As Jerry Seinfeld once mused, “fresh fruit’s a gamble. I know that going in.” It’s been three decades since those words went to air, but the sentiment still holds true for many consumers.
If you enjoy a packet of chips you’ve bought, and repeat the purchase from a different store a few weeks later, you’re likely to have the same sensory experience. But with fresh produce, there’s a lot more variance. Will it be as juicy, sweet, crunchy, aromatic, fresh?
It’s an issue that Australian scientists are addressing through a new $7 million sensory genetics program delivered through Hort Innovation, and led and co-funded by the University of Queensland’s Queensland Alliance for Agriculture and Food Innovation (QAAFI), the Queensland Department of Agriculture and Fisheries, and Griffith University.

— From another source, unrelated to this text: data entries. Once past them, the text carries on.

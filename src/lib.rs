//! Trademark Search Console - browser console for the trademark search API
//!
//! This library hosts the dashboard used to exercise the remote trademark
//! hybrid search and Vienna classification service: it turns control values
//! and uploads into API calls and renders the responses as HTML.

pub mod config;
pub mod core;
pub mod models;
pub mod routes;
pub mod services;

// Re-export commonly used types
pub use core::{classify_score, ScoreClass};
pub use models::{SearchConfiguration, SearchResult, ViennaClassification, WeightedResultGroup};
pub use services::{ApiError, SearchApiClient};

#[cfg(test)]
mod tests {
    use super::*;

    #[test]
    fn test_library_exports() {
        assert_eq!(classify_score(0.7), ScoreClass::High);
    }
}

As part of the five-year project, a team of consumer, sensory and molecular scientists are working to determine exactly what today’s shoppers want in their fruit. It may mean that fruit that tastes, smells and looks delicious every time could soon become a reality.
Next to price, sensory properties are the most important traits that affect consumer buying and consumption behaviour for fruit, says QAAFI principal research fellow Professor Heather Smyth.

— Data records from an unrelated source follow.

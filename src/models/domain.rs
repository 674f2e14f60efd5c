use base64::{engine::general_purpose::STANDARD as BASE64, Engine};
use serde::{Deserialize, Deserializer, Serialize};
use serde_json::Value;
use validator::Validate;

/// Parameters threaded into every request the console issues
///
/// Rebuilt from the sidebar controls on each request and never stored.
#[derive(Debug, Clone, Copy, PartialEq, Serialize, Deserialize, Validate)]
pub struct SearchConfiguration {
    #[validate(range(min = 1))]
    pub result_count: u32,
    #[validate(range(min = 1))]
    pub candidate_pool: u32,
    #[validate(range(min = 0.0, max = 1.0))]
    pub semantic_weight: f64,
    pub ocr_enabled: bool,
    #[validate(range(min = 0.0, max = 1.0))]
    pub vienna_threshold: f64,
}

/// An image uploaded through one of the console panels
#[derive(Debug, Clone, PartialEq)]
pub struct ImageUpload {
    pub bytes: Vec<u8>,
    pub file_name: String,
    pub content_type: Option<String>,
}

impl ImageUpload {
    pub fn new(bytes: Vec<u8>) -> Self {
        Self {
            bytes,
            file_name: "file".to_string(),
            content_type: None,
        }
    }

    pub fn is_empty(&self) -> bool {
        self.bytes.is_empty()
    }

    /// Inline copy of the upload for the "Query Image" preview
    pub fn preview(&self) -> EmbeddedImage {
        EmbeddedImage {
            content_type: self
                .content_type
                .clone()
                .unwrap_or_else(|| "image/png".to_string()),
            bytes: self.bytes.clone(),
        }
    }
}

/// Reduce a `Content-Type` value to a bare `image/<subtype>` media type
///
/// Parameters after `;` are dropped. Anything that is not an image type, or
/// whose subtype holds characters outside `[A-Za-z0-9.+-]`, yields `None`.
pub fn image_media_type(value: &str) -> Option<String> {
    let essence = value.split(';').next()?.trim();
    let (kind, subtype) = essence.split_once('/')?;
    if !kind.eq_ignore_ascii_case("image") || subtype.is_empty() {
        return None;
    }
    if !subtype
        .chars()
        .all(|c| c.is_ascii_alphanumeric() || matches!(c, '.' | '+' | '-'))
    {
        return None;
    }
    Some(format!("image/{}", subtype.to_ascii_lowercase()))
}

/// Image bytes ready to be inlined into the page as a `data:` URI
#[derive(Debug, Clone, PartialEq)]
pub struct EmbeddedImage {
    pub content_type: String,
    pub bytes: Vec<u8>,
}

impl EmbeddedImage {
    pub fn data_uri(&self) -> String {
        format!("data:{};base64,{}", self.content_type, BASE64.encode(&self.bytes))
    }
}

/// One ranked trademark returned by the search service
///
/// Every field is optional on the wire. String-like fields also accept
/// numbers, since the service is not consistent about e.g. `class`.
#[derive(Debug, Clone, Default, PartialEq, Serialize, Deserialize)]
pub struct SearchResult {
    #[serde(default, deserialize_with = "lenient_string")]
    pub application_number: Option<String>,
    #[serde(default, deserialize_with = "lenient_string")]
    pub verbal_element: Option<String>,
    #[serde(rename = "class", default, deserialize_with = "lenient_string")]
    pub class: Option<String>,
    #[serde(default, deserialize_with = "lenient_string")]
    pub trade_mark_type: Option<String>,
    #[serde(default, deserialize_with = "lenient_string")]
    pub tmr_application_status: Option<String>,
    #[serde(default, deserialize_with = "lenient_string")]
    pub application_date: Option<String>,
    #[serde(default, deserialize_with = "lenient_string")]
    pub trade_mark_reg_date: Option<String>,
    #[serde(default, deserialize_with = "lenient_string")]
    pub image_url: Option<String>,
    #[serde(default)]
    pub final_score: Option<f64>,
    #[serde(default)]
    pub score: Option<f64>,
    #[serde(default)]
    pub text_score: Option<f64>,
    #[serde(default)]
    pub semantic_score_norm: Option<f64>,
    #[serde(default)]
    pub text_score_norm: Option<f64>,
}

fn lenient_string<'de, D>(deserializer: D) -> Result<Option<String>, D::Error>
where
    D: Deserializer<'de>,
{
    Ok(match Option::<Value>::deserialize(deserializer)? {
        None | Some(Value::Null) => None,
        Some(Value::String(s)) => Some(s),
        Some(other) => Some(other.to_string()),
    })
}

/// Response of `POST /search/image`
#[derive(Debug, Clone, PartialEq, Serialize, Deserialize)]
pub struct ImageSearchResponse {
    pub results: Vec<SearchResult>,
    #[serde(default)]
    pub ocr_text: Option<String>,
    #[serde(default)]
    pub cleaned_ocr_text: Option<String>,
    #[serde(default)]
    pub semantic_weight: Option<f64>,
    #[serde(default)]
    pub shape_focus_active: Option<bool>,
}

/// Results for one semantic weight of an automated search
#[derive(Debug, Clone, PartialEq, Serialize, Deserialize)]
pub struct WeightedResultGroup {
    pub semantic_weight: f64,
    pub text_weight: f64,
    #[serde(default)]
    pub shape_focus_active: bool,
    #[serde(default)]
    pub results: Vec<SearchResult>,
}

/// Response of `POST /search/automated`
#[derive(Debug, Clone, PartialEq, Serialize, Deserialize)]
pub struct AutomatedSearchResponse {
    #[serde(default)]
    pub weights_searched: Vec<f64>,
    #[serde(default)]
    pub gpus_used: Option<u32>,
    #[serde(default)]
    pub candidate_pool: Option<u32>,
    #[serde(default)]
    pub top_n: Option<u32>,
    #[serde(default)]
    pub ocr_text: Option<String>,
    #[serde(default)]
    pub cleaned_ocr_text: Option<String>,
    pub results_by_weight: Vec<WeightedResultGroup>,
}

/// Response of `GET /search/text`
#[derive(Debug, Clone, PartialEq, Serialize, Deserialize)]
pub struct TextSearchResponse {
    pub results: Vec<SearchResult>,
    #[serde(default)]
    pub cleaned_query: Option<String>,
}

/// One Vienna class predicted for an uploaded image
#[derive(Debug, Clone, PartialEq, Serialize, Deserialize)]
pub struct ViennaClassification {
    #[serde(deserialize_with = "required_string")]
    pub category_code: String,
    #[serde(default)]
    pub category_type: String,
    #[serde(default)]
    pub description: String,
    pub probability: f64,
}

fn required_string<'de, D>(deserializer: D) -> Result<String, D::Error>
where
    D: Deserializer<'de>,
{
    Ok(match Value::deserialize(deserializer)? {
        Value::String(s) => s,
        other => other.to_string(),
    })
}

/// Parsed predictions together with the list exactly as the service sent it
#[derive(Debug, Clone, PartialEq)]
pub struct ViennaPredictions {
    pub predictions: Vec<ViennaClassification>,
    pub raw: Vec<Value>,
}

/// Outcome of probing the search service
#[derive(Debug, Clone, PartialEq)]
pub enum HealthStatus {
    Healthy(Value),
    Unhealthy(u16),
    Unreachable(String),
}

impl HealthStatus {
    pub fn is_healthy(&self) -> bool {
        matches!(self, HealthStatus::Healthy(_))
    }
}

/// Thumbnail state for one result row
#[derive(Debug, Clone, PartialEq)]
pub enum Thumbnail {
    /// The result carries no image URL
    Missing,
    Loaded(EmbeddedImage),
    /// The image host answered with something other than 200
    NotAvailable(u16),
    /// Transport error or timeout
    LoadFailed,
}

“Even health value is not as important a driver as sensory quality for uptake,” she says. “If it’s healthy but tastes bad, most consumers won’t continue to buy/consume a horticultural product. In this project we hope to be able to put a value against the importance of particular sensory traits in consumer decision making for these fruits.”
The research has the potential to expand the potential product offering in fruit categories, providing a more diverse range of different varieties (as we see with apples) that have more interesting and varied sensory profiles.
By gaining a more solid understanding of consumer preferences and the expectations of different market segments, retailers will be able to market and target specific flavour types more effectively and achieve higher value returns.
“For example, fruit suited to flavour preferences of children with attributes that suit lunch boxes, or fruit suited for entertaining or culinary applications with exotic characteristics that are exciting and can be sold at a premium,” says Dr Smyth.